Screening tests can be done for some chromosomal diseases in the follow-up of your pregnancy. Screening tests are performed for trisomy 21 (Down), trisomy 13 and 18. Screening tests are not diagnostic tests, they are tests that show how much risk you have for this Chromosome 3 anomaly, which is accompanied by mental disability and multiple organ anomalies, as percentage. As a result of screening tests, it is wrong to expect results as if your baby has chromosomal anomaly or not.If it is determined that you have a higher risk than the threshold value determined as a result of the tests, diagnostic tests are performed, which are amniocentesis and CVS. The earliest and most reliable screening test is the first trimester screening test, or the test called dual screening test, and these are done between 11-14 weeks of gestation. The parameters used in this test are mother’s age, ultrasonographic markers and biochemical markers in the blood taken from the mother. The thickness of the nuchal translucency and the presence of nasal bone are the ultrasonographic markers used in the test. Biochemical markers are PAP-A, E3, FreeBHCG. The result of your screening test is based on the calculation of your risk based on the biostatistically determined average values of these markers. Risks defined as greater than 1/200 for Down and greater than 1/350 for trisomy 13 and 18 fall into the high-risk group. If you are in this group, your doctor will recommend amniocentesis or CVS. If you are in the low-risk group as a result of the test, AFP (mom) test or quadruple screening test can be performed to screen for some abnormalities in the cerebrospinal axis, according to your doctor’s preference, between 16-18 weeks of pregnancy.
It is the process of sampling from the chorion, which will form the placenta in the later period of pregnancy, for the purpose of genetic diagnosis. The purposes for which they are performed are generally the same as for amniocentesis. However, it is a preferable method because it is performed at an earlier gestational week. It is applied at 9-11 weeks of pregnancy. If an anomaly is detected in the genetic material taken during these weeks, the pregnancy is ended at 14 weeks at the latest and causes less psychological trauma in the family. However, the risk of miscarriage after the procedure is higher than amniocentesis. It is calculated as approximately 2%.
It is the process of sampling blood from the baby’s cord by entering the mother’s womb with an ultrasound-guided needle. The procedure is performed under sterile conditions. It is usually not easy to do before the 20th gestational week. It is done for the purpose of genetic research, as well as to investigate infectious diseases of the baby and to determine the severity of blood incompatibility (20). This process can also be used for therapeutic purposes. For example; If blood incompatibility has caused anemia in the baby, blood transfusion can be performed to the baby in the womb by cordocentesis method.

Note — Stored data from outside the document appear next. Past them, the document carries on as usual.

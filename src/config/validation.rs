//! Configuration validation engine.
//!
//! ## Responsibility
//! Validate semantic constraints on a parsed [`ReasonerConfig`] that the type
//! system cannot express: ranges, non-empty strings and cross-field rules
//! such as "network providers need credentials".
//!
//! ## Guarantees
//! - Every validation rule has at least one test that triggers it
//! - Validation collects *all* errors before returning (no short-circuit)
//! - Error messages include the field path and the invalid value
//!
//! ## NOT Responsible For
//! - Parsing TOML (that belongs to `loader`)
//! - File I/O (that belongs to `loader`)

use super::ReasonerConfig;

/// Errors arising from configuration parsing, validation, or I/O.
///
/// # Panics
///
/// This type never panics.
#[derive(Debug, thiserror::Error)]
pub enum ConfigError {
    /// TOML parsing failed.
    #[error("Parse error in {file}: {source}")]
    Parse {
        /// Path of the file that failed to parse.
        file: String,
        /// Underlying TOML deserialization error.
        #[source]
        source: toml::de::Error,
    },

    /// One or more semantic validation rules failed.
    #[error("Validation failed: {0}")]
    Validation(String),

    /// A specific field has an out-of-range or contradictory value.
    #[error("Field '{field}' has invalid value {value}: {reason}")]
    InvalidField {
        /// Dot-separated field path (e.g., "memory.capacity").
        field: String,
        /// String representation of the invalid value.
        value: String,
        /// Human-readable explanation of the constraint.
        reason: String,
    },

    /// File I/O error.
    #[error("IO error reading {file}: {source}")]
    Io {
        /// Path of the file that could not be read.
        file: String,
        /// Underlying I/O error.
        #[source]
        source: std::io::Error,
    },
}

/// Fold a list of violations into one [`ConfigError::Validation`].
pub fn summarize(errors: &[ConfigError]) -> ConfigError {
    ConfigError::Validation(
        errors
            .iter()
            .map(ToString::to_string)
            .collect::<Vec<_>>()
            .join("; "),
    )
}

fn invalid(field: &str, value: impl ToString, reason: &str) -> ConfigError {
    ConfigError::InvalidField {
        field: field.into(),
        value: value.to_string(),
        reason: reason.into(),
    }
}

fn check_unit(errors: &mut Vec<ConfigError>, field: &str, value: f64) {
    if !(0.0..=1.0).contains(&value) {
        errors.push(invalid(field, value, "must be between 0.0 and 1.0"));
    }
}

/// Validate all semantic constraints on a [`ReasonerConfig`].
///
/// # Returns
///
/// - `Ok(())` if all constraints pass.
/// - `Err(Vec<ConfigError>)` with every violation found.
///
/// # Panics
///
/// This function never panics.
pub fn validate(config: &ReasonerConfig) -> Result<(), Vec<ConfigError>> {
    let mut errors = Vec::new();

    // ── Provider ─────────────────────────────────────────────────────
    if config.provider.requires_credentials() && config.credentials.trim().is_empty() {
        errors.push(invalid(
            "credentials",
            "\"\"",
            &format!("provider {} requires credentials", config.provider),
        ));
    }

    if config.main_model.trim().is_empty() {
        errors.push(invalid("main_model", "\"\"", "model name must not be empty"));
    }
    for (field, model) in [
        ("simple_model", &config.simple_model),
        ("complex_model", &config.complex_model),
    ] {
        if model.as_deref().is_some_and(|m| m.trim().is_empty()) {
            errors.push(invalid(field, "\"\"", "model name must not be empty when set"));
        }
    }

    // ── Weights ──────────────────────────────────────────────────────
    check_unit(&mut errors, "weights.logical", config.weights.logical);
    check_unit(&mut errors, "weights.rule", config.weights.rule);
    check_unit(&mut errors, "weights.empathy", config.weights.empathy);

    // ── Memory ───────────────────────────────────────────────────────
    if config.memory.capacity == 0 {
        errors.push(invalid("memory.capacity", 0, "must be at least 1"));
    }
    if config.memory.enabled && config.memory.path.trim().is_empty() {
        errors.push(invalid(
            "memory.path",
            "\"\"",
            "path must not be empty when memory is enabled",
        ));
    }
    check_unit(
        &mut errors,
        "memory.similarity_threshold",
        config.memory.similarity_threshold,
    );
    check_unit(&mut errors, "memory.min_accuracy", config.memory.min_accuracy);
    check_unit(&mut errors, "memory.min_confidence", config.memory.min_confidence);

    // ── Performance ──────────────────────────────────────────────────
    if config.performance.max_retries == 0 {
        errors.push(invalid("performance.max_retries", 0, "must be at least 1"));
    }
    if config.performance.timeout_ms == 0 {
        errors.push(invalid("performance.timeout_ms", 0, "must be at least 1ms"));
    }

    // ── Evolution ────────────────────────────────────────────────────
    if config.evolution.window == 0 {
        errors.push(invalid("evolution.window", 0, "must be at least 1"));
    }
    for (field, value) in [
        ("evolution.alpha", config.evolution.alpha),
        ("evolution.beta", config.evolution.beta),
        ("evolution.gamma", config.evolution.gamma),
        ("evolution.theta", config.evolution.theta),
    ] {
        if !value.is_finite() || value < 0.0 {
            errors.push(invalid(field, value, "must be a non-negative number"));
        }
    }

    // ── Prompts ──────────────────────────────────────────────────────
    if config
        .prompts
        .seeds_path
        .as_deref()
        .is_some_and(|p| p.trim().is_empty())
    {
        errors.push(invalid("prompts.seeds_path", "\"\"", "path must not be empty when set"));
    }

    if errors.is_empty() {
        Ok(())
    } else {
        Err(errors)
    }
}
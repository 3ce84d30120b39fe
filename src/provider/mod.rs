//! # Stage: Provider Boundary
//!
//! ## Responsibility
//! Give the pipeline one capability, "send a prompt to a model and get text
//! back", over a closed set of named providers plus an offline deterministic
//! provider for tests and demos.
//!
//! ## Guarantees
//! - Object-safe: every provider is usable as `Arc<dyn Provider>`
//! - Bounded: [`invoke_with_timeout`] never waits longer than the given timeout
//! - Explicit failure: every network, status, parse and timeout failure is a
//!   [`ProviderError`] variant, never a panic
//!
//! ## NOT Responsible For
//! - Retrying (callers decide: the solver retries, the critic degrades)
//! - Prompt construction (that belongs to `stages`)

pub mod deterministic;
pub mod http;

use async_trait::async_trait;
use schemars::JsonSchema;
use serde::{Deserialize, Serialize};
use std::fmt;
use std::sync::Arc;
use std::time::Duration;
use thiserror::Error;

pub use deterministic::DeterministicProvider;
pub use http::{AnthropicProvider, GoogleProvider, OpenAiProvider};

/// Named provider tags accepted in configuration.
#[derive(Debug, Clone, Copy, PartialEq, Eq, Hash, Serialize, Deserialize, JsonSchema)]
#[serde(rename_all = "snake_case")]
pub enum ProviderKind {
    /// OpenAI chat completions.
    #[serde(alias = "openai")]
    OpenAi,
    /// Anthropic messages API.
    Anthropic,
    /// Google Gemini `generateContent`.
    Google,
    /// xAI (OpenAI-compatible endpoint).
    Xai,
    /// Offline deterministic provider.
    Mock,
}

impl ProviderKind {
    /// Stable snake_case name.
    pub fn as_str(&self) -> &'static str {
        match self {
            ProviderKind::OpenAi => "open_ai",
            ProviderKind::Anthropic => "anthropic",
            ProviderKind::Google => "google",
            ProviderKind::Xai => "xai",
            ProviderKind::Mock => "mock",
        }
    }

    /// Whether the provider talks to a network API and needs credentials.
    pub fn requires_credentials(&self) -> bool {
        !matches!(self, ProviderKind::Mock)
    }
}

impl fmt::Display for ProviderKind {
    fn fmt(&self, f: &mut fmt::Formatter<'_>) -> fmt::Result {
        f.write_str(self.as_str())
    }
}

/// Failures of a single provider call.
#[derive(Debug, Error)]
pub enum ProviderError {
    /// Transport-level failure (DNS, connect, TLS, body read).
    #[error("{provider} request failed: {message}")]
    Request {
        /// Provider that failed.
        provider: ProviderKind,
        /// Underlying error text.
        message: String,
    },

    /// The API answered with a non-success status.
    #[error("{provider} API error {status}: {body}")]
    Status {
        /// Provider that failed.
        provider: ProviderKind,
        /// HTTP status code.
        status: u16,
        /// Response body, possibly empty.
        body: String,
    },

    /// The response body did not have the expected shape.
    #[error("failed to parse {provider} response: {message}")]
    Parse {
        /// Provider that failed.
        provider: ProviderKind,
        /// Deserialisation error text.
        message: String,
    },

    /// The response parsed but carried no text.
    #[error("{0} response contained no text")]
    EmptyResponse(ProviderKind),

    /// The call did not complete in time.
    #[error("provider call timed out after {0:?}")]
    Timeout(Duration),

    /// A network provider was configured without credentials.
    #[error("provider {0} requires credentials")]
    MissingCredentials(ProviderKind),
}

/// A model backend.
///
/// Implementations must be thread-safe (`Send + Sync`); the pipeline shares
/// one provider across concurrent runs via `Arc<dyn Provider>`.
#[async_trait]
pub trait Provider: Send + Sync {
    /// The provider's tag.
    fn kind(&self) -> ProviderKind;

    /// Send `prompt` to `model` and return the response text.
    ///
    /// # Errors
    ///
    /// Any [`ProviderError`]; callers decide whether to retry or fall back.
    async fn invoke(
        &self,
        prompt: &str,
        model: &str,
        timeout: Duration,
    ) -> Result<String, ProviderError>;
}

/// Invoke a provider, bounding the whole call (including connection setup)
/// by `timeout`.
///
/// # Errors
///
/// [`ProviderError::Timeout`] when the deadline passes, otherwise whatever
/// the provider returned.
///
/// # Panics
///
/// This function never panics.
pub async fn invoke_with_timeout(
    provider: &dyn Provider,
    prompt: &str,
    model: &str,
    timeout: Duration,
) -> Result<String, ProviderError> {
    match tokio::time::timeout(timeout, provider.invoke(prompt, model, timeout)).await {
        Ok(result) => result,
        Err(_) => Err(ProviderError::Timeout(timeout)),
    }
}

/// Build the provider registered under `kind`.
///
/// # Errors
///
/// [`ProviderError::MissingCredentials`] when a network provider is given an
/// empty credential string.
///
/// # Panics
///
/// This function never panics.
pub fn build_provider(
    kind: ProviderKind,
    credentials: &str,
) -> Result<Arc<dyn Provider>, ProviderError> {
    if kind.requires_credentials() && credentials.trim().is_empty() {
        return Err(ProviderError::MissingCredentials(kind));
    }
    let provider: Arc<dyn Provider> = match kind {
        ProviderKind::OpenAi => Arc::new(OpenAiProvider::new(credentials)),
        ProviderKind::Xai => Arc::new(OpenAiProvider::xai(credentials)),
        ProviderKind::Anthropic => Arc::new(AnthropicProvider::new(credentials)),
        ProviderKind::Google => Arc::new(GoogleProvider::new(credentials)),
        ProviderKind::Mock => Arc::new(DeterministicProvider::new()),
    };
    Ok(provider)
}
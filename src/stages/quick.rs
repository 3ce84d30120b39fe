//! Quick-respond short circuit.
//!
//! For queries the classifier marks as trivially resolvable: try the
//! deterministic domain engine first, otherwise make one (retried) call on
//! the simple model. Confidence comes straight from the evaluator and is not
//! run through the finalizer's calibration.

use super::{markers, ProviderCall};
use crate::engines;
use crate::intelligence::quality::{evaluate, Evaluation};
use crate::intelligence::templates::TemplateRegistry;
use crate::metrics;
use crate::retry::RetryPolicy;
use crate::routing::{Classification, Mode};
use serde::{Deserialize, Serialize};
use tracing::{debug, warn};

/// Verdict used when every provider attempt failed.
pub const QUICK_FALLBACK_VERDICT: &str = "No answer could be produced for this query.";

/// Where a quick verdict came from.
#[derive(Debug, Clone, Copy, PartialEq, Eq, Serialize, Deserialize)]
#[serde(rename_all = "snake_case")]
pub enum QuickSource {
    /// A deterministic domain engine.
    Engine,
    /// The provider.
    Provider,
    /// Every provider attempt failed.
    Fallback,
}

/// Result of the quick path.
#[derive(Debug, Clone, PartialEq, Serialize, Deserialize)]
pub struct QuickResponse {
    /// The answer text.
    pub verdict: String,
    /// Where it came from.
    pub source: QuickSource,
    /// Evaluator scores over the answer in reflex mode.
    pub evaluation: Evaluation,
}

fn quick_prompt(templates: &TemplateRegistry, query: &str, classification: &Classification) -> String {
    format!(
        "{}\n\n{} with no intermediate reasoning unless absolutely necessary:\n{query}",
        templates.preamble(query, Mode::Reflex, classification.domain),
        markers::QUICK,
    )
}

/// Answer without planning.
///
/// # Panics
///
/// This function never panics.
pub async fn quick_respond(
    call: &ProviderCall<'_>,
    retry: &RetryPolicy,
    templates: &TemplateRegistry,
    query: &str,
    classification: &Classification,
) -> QuickResponse {
    let domain = classification.domain;
    let (verdict, source) = match engines::solve(domain, query) {
        Some(answer) => {
            debug!(stage = "quick", domain = %domain, "answered by domain engine");
            (answer, QuickSource::Engine)
        }
        None => {
            let prompt = quick_prompt(templates, query, classification);
            match retry.run("quick", || call.invoke(&prompt)).await {
                Ok(answer) => (answer.trim().to_string(), QuickSource::Provider),
                Err(e) => {
                    metrics::inc_provider_error("quick");
                    warn!(stage = "quick", error = %e, "quick respond exhausted retries");
                    (QUICK_FALLBACK_VERDICT.to_string(), QuickSource::Fallback)
                }
            }
        }
    };

    let evaluation = evaluate(&verdict, query, domain, Mode::Reflex);
    QuickResponse {
        verdict,
        source,
        evaluation,
    }
}

#[cfg(test)]
mod tests {
    use super::*;
    use crate::provider::{DeterministicProvider, Provider, ProviderError, ProviderKind};
    use crate::routing::classify;
    use async_trait::async_trait;
    use std::sync::atomic::{AtomicUsize, Ordering};
    use std::time::Duration;

    struct CountingProvider {
        calls: AtomicUsize,
        fail: bool,
    }

    #[async_trait]
    impl Provider for CountingProvider {
        fn kind(&self) -> ProviderKind {
            ProviderKind::Mock
        }

        async fn invoke(&self, prompt: &str, _: &str, _: Duration) -> Result<String, ProviderError> {
            self.calls.fetch_add(1, Ordering::SeqCst);
            if self.fail {
                Err(ProviderError::Timeout(Duration::from_millis(1)))
            } else {
                Ok(DeterministicProvider::respond(prompt))
            }
        }
    }

    fn policy() -> RetryPolicy {
        RetryPolicy::new(3, Duration::ZERO)
    }

    #[tokio::test]
    async fn test_engine_answers_arithmetic_without_provider() {
        let provider = CountingProvider {
            calls: AtomicUsize::new(0),
            fail: false,
        };
        let call = ProviderCall::new(&provider, "m", Duration::from_secs(1));
        let query = "What is 2 + 2?";
        let response =
            quick_respond(&call, &policy(), &TemplateRegistry::new(), query, &classify(query)).await;
        assert_eq!(response.verdict, "4");
        assert_eq!(response.source, QuickSource::Engine);
        assert_eq!(provider.calls.load(Ordering::SeqCst), 0);
        assert!((0.0..=1.0).contains(&response.evaluation.confidence));
    }

    #[tokio::test]
    async fn test_provider_answers_general_question() {
        let provider = CountingProvider {
            calls: AtomicUsize::new(0),
            fail: false,
        };
        let call = ProviderCall::new(&provider, "m", Duration::from_secs(1));
        let query = "Capital of France?";
        let response =
            quick_respond(&call, &policy(), &TemplateRegistry::new(), query, &classify(query)).await;
        assert_eq!(response.verdict, "Paris");
        assert_eq!(response.source, QuickSource::Provider);
        assert_eq!(provider.calls.load(Ordering::SeqCst), 1);
        assert_eq!(response.evaluation.compliance, 1.0);
    }

    #[tokio::test]
    async fn test_exhausted_retries_fall_back() {
        let provider = CountingProvider {
            calls: AtomicUsize::new(0),
            fail: true,
        };
        let call = ProviderCall::new(&provider, "m", Duration::from_secs(1));
        let query = "Capital of France?";
        let response =
            quick_respond(&call, &policy(), &TemplateRegistry::new(), query, &classify(query)).await;
        assert_eq!(response.verdict, QUICK_FALLBACK_VERDICT);
        assert_eq!(response.source, QuickSource::Fallback);
        assert_eq!(provider.calls.load(Ordering::SeqCst), 3);
    }
}
//! Trace persistence backends.
//!
//! A backend is an append-only keyed store with a full scan, used to
//! rehydrate the working set at startup. Keys look like
//! `trace:{timestamp_ms}:{seq}`; values are JSON-serialised [`Trace`]s.

use super::{MemoryError, Trace};
use async_trait::async_trait;
use std::collections::BTreeMap;
use std::sync::Mutex;

/// Key prefix shared by every persisted trace.
pub const TRACE_KEY_PREFIX: &str = "trace:";

/// Build the key for a trace.
pub fn trace_key(timestamp_ms: u64, seq: u64) -> String {
    format!("{TRACE_KEY_PREFIX}{timestamp_ms}:{seq}")
}

/// Append-only keyed trace storage.
#[async_trait]
pub trait TraceBackend: Send + Sync {
    /// Store `trace` under `key`.
    async fn append(&self, key: &str, trace: &Trace) -> Result<(), MemoryError>;

    /// Every stored `(key, trace)` pair whose key carries the trace prefix,
    /// oldest first.
    async fn scan(&self) -> Result<Vec<(String, Trace)>, MemoryError>;
}

// ── In-memory ────────────────────────────────────────────────────────────

/// Process-local backend; useful in tests and when no database is wanted.
#[derive(Default)]
pub struct InMemoryBackend {
    entries: Mutex<BTreeMap<String, Trace>>,
}

impl InMemoryBackend {
    /// Empty backend.
    pub fn new() -> Self {
        Self::default()
    }
}

#[async_trait]
impl TraceBackend for InMemoryBackend {
    async fn append(&self, key: &str, trace: &Trace) -> Result<(), MemoryError> {
        let mut entries = self.entries.lock().map_err(|_| MemoryError::LockPoisoned)?;
        entries.insert(key.to_string(), trace.clone());
        Ok(())
    }

    async fn scan(&self) -> Result<Vec<(String, Trace)>, MemoryError> {
        let entries = self.entries.lock().map_err(|_| MemoryError::LockPoisoned)?;
        let mut out: Vec<(String, Trace)> = entries
            .iter()
            .filter(|(k, _)| k.starts_with(TRACE_KEY_PREFIX))
            .map(|(k, v)| (k.clone(), v.clone()))
            .collect();
        out.sort_by_key(|(_, t)| t.timestamp_ms);
        Ok(out)
    }
}

// ── SQLite ───────────────────────────────────────────────────────────────

#[cfg(feature = "persistence")]
pub use sqlite::SqliteTraceBackend;

#[cfg(feature = "persistence")]
mod sqlite {
    use super::{MemoryError, Trace, TraceBackend, TRACE_KEY_PREFIX};
    use async_trait::async_trait;
    use rusqlite::{params, Connection};
    use std::path::Path;
    use std::sync::{Arc, Mutex};
    use tracing::warn;

    const SCHEMA: &str = r"
        CREATE TABLE IF NOT EXISTS traces (
            key TEXT PRIMARY KEY,
            value TEXT NOT NULL
        );
    ";

    /// SQLite key/value store of JSON traces.
    ///
    /// Every statement runs on `spawn_blocking`; the connection is shared
    /// behind a mutex.
    pub struct SqliteTraceBackend {
        conn: Arc<Mutex<Connection>>,
    }

    fn storage(e: rusqlite::Error) -> MemoryError {
        MemoryError::Storage(e.to_string())
    }

    impl SqliteTraceBackend {
        /// Open (creating if needed) the database at `path`.
        ///
        /// # Errors
        ///
        /// [`MemoryError::Storage`] if the directory, file or schema cannot
        /// be created.
        pub async fn open(path: impl AsRef<Path>) -> Result<Self, MemoryError> {
            let path = path.as_ref().to_path_buf();
            let conn = tokio::task::spawn_blocking(move || -> Result<Connection, MemoryError> {
                if let Some(parent) = path.parent().filter(|p| !p.as_os_str().is_empty()) {
                    std::fs::create_dir_all(parent).map_err(|e| {
                        MemoryError::Storage(format!(
                            "failed to create {}: {e}",
                            parent.display()
                        ))
                    })?;
                }
                let conn = Connection::open(&path).map_err(storage)?;
                Self::initialize(&conn)?;
                Ok(conn)
            })
            .await
            .map_err(|e| MemoryError::Join(e.to_string()))??;
            Ok(Self {
                conn: Arc::new(Mutex::new(conn)),
            })
        }

        /// In-memory database.
        ///
        /// # Errors
        ///
        /// [`MemoryError::Storage`] if the schema cannot be created.
        pub fn open_in_memory() -> Result<Self, MemoryError> {
            let conn = Connection::open_in_memory().map_err(storage)?;
            Self::initialize(&conn)?;
            Ok(Self {
                conn: Arc::new(Mutex::new(conn)),
            })
        }

        #[cfg(test)]
        pub(crate) fn connection(&self) -> &Mutex<Connection> {
            &self.conn
        }

        fn initialize(conn: &Connection) -> Result<(), MemoryError> {
            conn.execute_batch("PRAGMA journal_mode=WAL;")
                .map_err(storage)?;
            conn.execute_batch(SCHEMA).map_err(storage)
        }
    }

    #[async_trait]
    impl TraceBackend for SqliteTraceBackend {
        async fn append(&self, key: &str, trace: &Trace) -> Result<(), MemoryError> {
            let value = serde_json::to_string(trace)?;
            let key = key.to_string();
            let conn = Arc::clone(&self.conn);
            tokio::task::spawn_blocking(move || -> Result<(), MemoryError> {
                let conn = conn.lock().map_err(|_| MemoryError::LockPoisoned)?;
                conn.execute(
                    "INSERT OR REPLACE INTO traces (key, value) VALUES (?1, ?2)",
                    params![key, value],
                )
                .map_err(storage)?;
                Ok(())
            })
            .await
            .map_err(|e| MemoryError::Join(e.to_string()))?
        }

        async fn scan(&self) -> Result<Vec<(String, Trace)>, MemoryError> {
            let conn = Arc::clone(&self.conn);
            let rows = tokio::task::spawn_blocking(
                move || -> Result<Vec<(String, String)>, MemoryError> {
                    let conn = conn.lock().map_err(|_| MemoryError::LockPoisoned)?;
                    let mut stmt = conn
                        .prepare("SELECT key, value FROM traces WHERE key LIKE ?1 ORDER BY rowid")
                        .map_err(storage)?;
                    let pattern = format!("{TRACE_KEY_PREFIX}%");
                    let rows = stmt
                        .query_map(params![pattern], |row| Ok((row.get(0)?, row.get(1)?)))
                        .map_err(storage)?
                        .collect::<Result<Vec<(String, String)>, _>>()
                        .map_err(storage)?;
                    Ok(rows)
                },
            )
            .await
            .map_err(|e| MemoryError::Join(e.to_string()))??;

            let mut traces = Vec::with_capacity(rows.len());
            for (key, value) in rows {
                match serde_json::from_str::<Trace>(&value) {
                    Ok(trace) => traces.push((key, trace)),
                    Err(e) => warn!(key = %key, error = %e, "skipping unreadable trace"),
                }
            }
            traces.sort_by_key(|(_, t)| t.timestamp_ms);
            Ok(traces)
        }
    }
}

Amniocentesis means examining of the fluid which your baby is in, by sampling through the help of a needle. There are evidences in this liquid that will reveal important information about your baby’s development. While the amniocentesis application is applied in the past years to reduce the excess amniotic fluid, to investigate the well-being of the baby, and to control the baby’s condition regarding blood incompatibility in the following years; today, it is one of the most valid tests used in the detection of genetic anomalies. The procedure is actually a simple application, but it should still be done by an experienced doctor. It is not preferred because the risk of miscarriage is higher in early pregnancy weeks. Ideally, it is preferred to be done at the 17th week of pregnancy, when the placenta is completed.
The mother is placed on her back on the ultrasound table and her womb is sterilized. The procedure is usually performed by a doctor and an assistant. While the position of the baby in the mother’s womb is carefully monitored by ultrasound, the needle is placed in a suitable part of the navel. The needle is first pushed through the abdominal layers, then the uterine muscle, towards the amniotic sac, and a small amount of the baby’s amniotic fluid is taken by means of an injector at the tip of the needle. After the taken liquid is separated in the lab environment, the cells mixed with this liquid from the baby are produced in the media and examined to see if there is a genetic abnormality.
Theoretically, there are risks such as curettage due to the procedure, infection, opening of the water bag, damage to the placenta or cord, risk of premature birth, inability to produce cells as desired from the fluid taken, and harming the baby with the needle used to take fluid. However, the probability of these risks is not more than 1% in the hands of experts. Amniocentesis is an indispensable examination method because of its beneficial results and the lack of any other test to replace it when necessary. No preparation is required for the test. It is not painful to reach the uterus by means of needle from the abdomen. Even, the procedure is performed without the need for local anesthesia. The patient is rested for half an hour after the application.
When evaluated by a good laboratory, the results can be 99.9% reliable. The margin of error of a normal chromosome analysis is very low. When an abnormal situation occurs, it may be necessary to confirm the abnormal situation by sampling blood from the baby with a method such as cordocentesis. Problems in diagnosis are abnormal conditions such as inversion, translocation, or mosaic in the chromosomes. When these are detected, it may not be possible to determine in advance how the unborn baby will be affected. If either one of expectant parent has the same type of disorder and is normal, their baby will quite likely be normal as well.